Las alternativas autogestionarias en las sociedades paralelas no son revolucionarias de por sí si no están vinculados a proyectos revolucionarios de confrontación a través de la lucha de clases. En Argentina en 2001 cuando ante el cierre masivo de empresas los y las trabajadoras se lanzaron a la autogestión, no se planteó el socialismo como proyecto político que supere el neoliberalismo que arruinó el país, aunque eso sí, gracias a la autogestión pudieron sobrevivir y se demostró que es una salida viable. Las zapatistas y el movimiento de liberación kurdo en Rojava serían los ejemplos más destacables de poder popular, puesto que, además de implementar una organización social distinta a la del capitalismo, llevan una orientación política por el cual crean sus propias instituciones que sustituyan a las del Estado en los territorios donde han declarado su autonomía.

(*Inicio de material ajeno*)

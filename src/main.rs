//! Electron-Λ event mixing: a correlation analysis with a mixed-event
//! background
//!
//!
//! # Introduction (for the physicist)
//!
//! This program studies the correlations between electrons and Λ baryons
//! produced in heavy ion collisions, as a handle on charmed baryon production
//! through the semileptonic decay Λc⁺ → e⁺ Λ ν. Right-sign pairs (e⁺ Λ and
//! e⁻ Λ̄) contain the signal, wrong-sign pairs (e⁻ Λ and e⁺ Λ̄) are used as a
//! background estimate.
//!
//! The uncorrelated part of the background is estimated by event mixing:
//! electrons from the current event are paired with Λ candidates from
//! previous events which had a similar primary vertex position and
//! centrality.
//!
//!
//! # Introduction (for the computer guy)
//!
//! The program is organized as a pipeline:
//!
//! * read in parameters and set up the analysis
//! * loop over batches of (toy) reconstructed events,
//!     * selecting events, electrons and V0s,
//!     * pairing them within the event,
//!     * pairing the event's electrons with V0s from the event's mixing pool,
//!       then storing the event's V0s in the pool,
//!     * recording what was measured
//! * then display / store the result.
//!
//! Events of different mixing pools are independent, which is what the
//! multi-threaded mode takes advantage of.

#![warn(missing_docs)]

mod analysis;
mod candidate;
mod config;
mod event;
mod evgen;
mod extract;
mod mixer;
mod momentum;
mod numeric;
mod output;
mod pool;
mod random;
mod recorder;
mod resacc;
mod resfin;
mod scheduling;
mod selection;

use crate::{
    analysis::AnalysisTask, config::Configuration, evgen::EventGenerator,
    selection::WindowCuts,
};
use clap::Parser;
use eyre::WrapErr;
use std::{path::PathBuf, time::Instant};
use tracing_subscriber::{fmt, EnvFilter};

/// We'll use eyre's type-erased result type throughout the application
type Result<T> = eyre::Result<T>;

/// Command-line interface
#[derive(Parser)]
#[command(author, version, about)]
struct Cli {
    /// Configuration file of the analysis
    #[arg(long, short, default_value = "mixing.cfg")]
    config: PathBuf,

    /// Override the number of events to be analyzed
    #[arg(long, short)]
    num_events: Option<usize>,

    /// Directory where the results files are written
    #[arg(long, short, default_value = ".")]
    output_dir: PathBuf,
}

/// This will act as our main function, with suitable error handling
fn main() -> Result<()> {
    let args = Cli::parse();

    // Log to stderr, "info" and above unless RUST_LOG says otherwise
    let filter = EnvFilter::try_from_default_env().unwrap_or_else(|_| EnvFilter::new("info"));
    fmt().with_env_filter(filter).with_writer(std::io::stderr).init();

    // ### CONFIGURATION READOUT ###

    let mut cfg = Configuration::load(&args.config).wrap_err_with(|| {
        format!("Failed to load the configuration from {}", args.config.display())
    })?;
    if let Some(num_events) = args.num_events {
        eyre::ensure!(num_events > 0, "Must analyze at least one event");
        tracing::info!(num_events, "Overriding the configured number of events");
        cfg.num_events = num_events;
    }

    // ### ANALYSIS INITIALIZATION ###

    // The clock is started after configuration I/O
    let saved_time = Instant::now();

    let task = AnalysisTask::new(&cfg, WindowCuts::new(&cfg.cuts));
    let evgen = EventGenerator::new();

    // ### ANALYSIS EXECUTION ###

    let result = match scheduling::run_analysis(&cfg, &evgen, &task) {
        Ok(result) => result,
        Err(report) => {
            tracing::error!("Analysis aborted: {report:#}");
            return Err(report);
        }
    };

    // ### RESULTS DISPLAY AND STORAGE ###

    let elapsed_time = saved_time.elapsed();
    output::dump_results(&result, elapsed_time, &args.output_dir)
        .wrap_err("Failed to output the results")?;

    Ok(())
}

Las sociedades paralelas son pues burbujas aisladas dentro del sistema capitalista que pueden funcionar con mayor o menor grado de independencia de los flujos mercantiles, lo que quiere decir también que carecen de cualquier vinculación con el conflicto de clases en los centros —entendiéndolos como no solo las grandes metrópolis, sino territorios donde el capital lanza sus ofensivas (desde las ciudades más grandes, pasando por pueblos, hasta las zonas donde se quieran hacer megaproyectos de extracción como megaminería, fracking, etc)—, en otras palabras, no tienen pretensión de disputarle terreno y espacios al sistema dominante donde mayores son los grados de conflictividad social y de clases. En cambio, el poder popular sí actúa en los centros del conflicto de clases y sí mantiene esa disputa al orden establecido, al contrario que las sociedades paralelas que actúan en las periferias, donde el capital no tiene tanto peso. Entonces, para que una cooperativa integral, un pueblo okupado, una clínica autogestionada o lo que sea, pase a ser una institución del poder popular, tendrían que romper la burbuja y orientarse como medios para crear un contrapoder efectivo al sistema dominante, asumiendo el papel de alternativas de confrontación en vez del de la evasión, o sea, crear vínculos entre diferentes sectores en lucha (multisectorialidad), pasar de verse como fin a verse como medios y dotarse de una orientación política cuyo fin sea el socialismo libertario.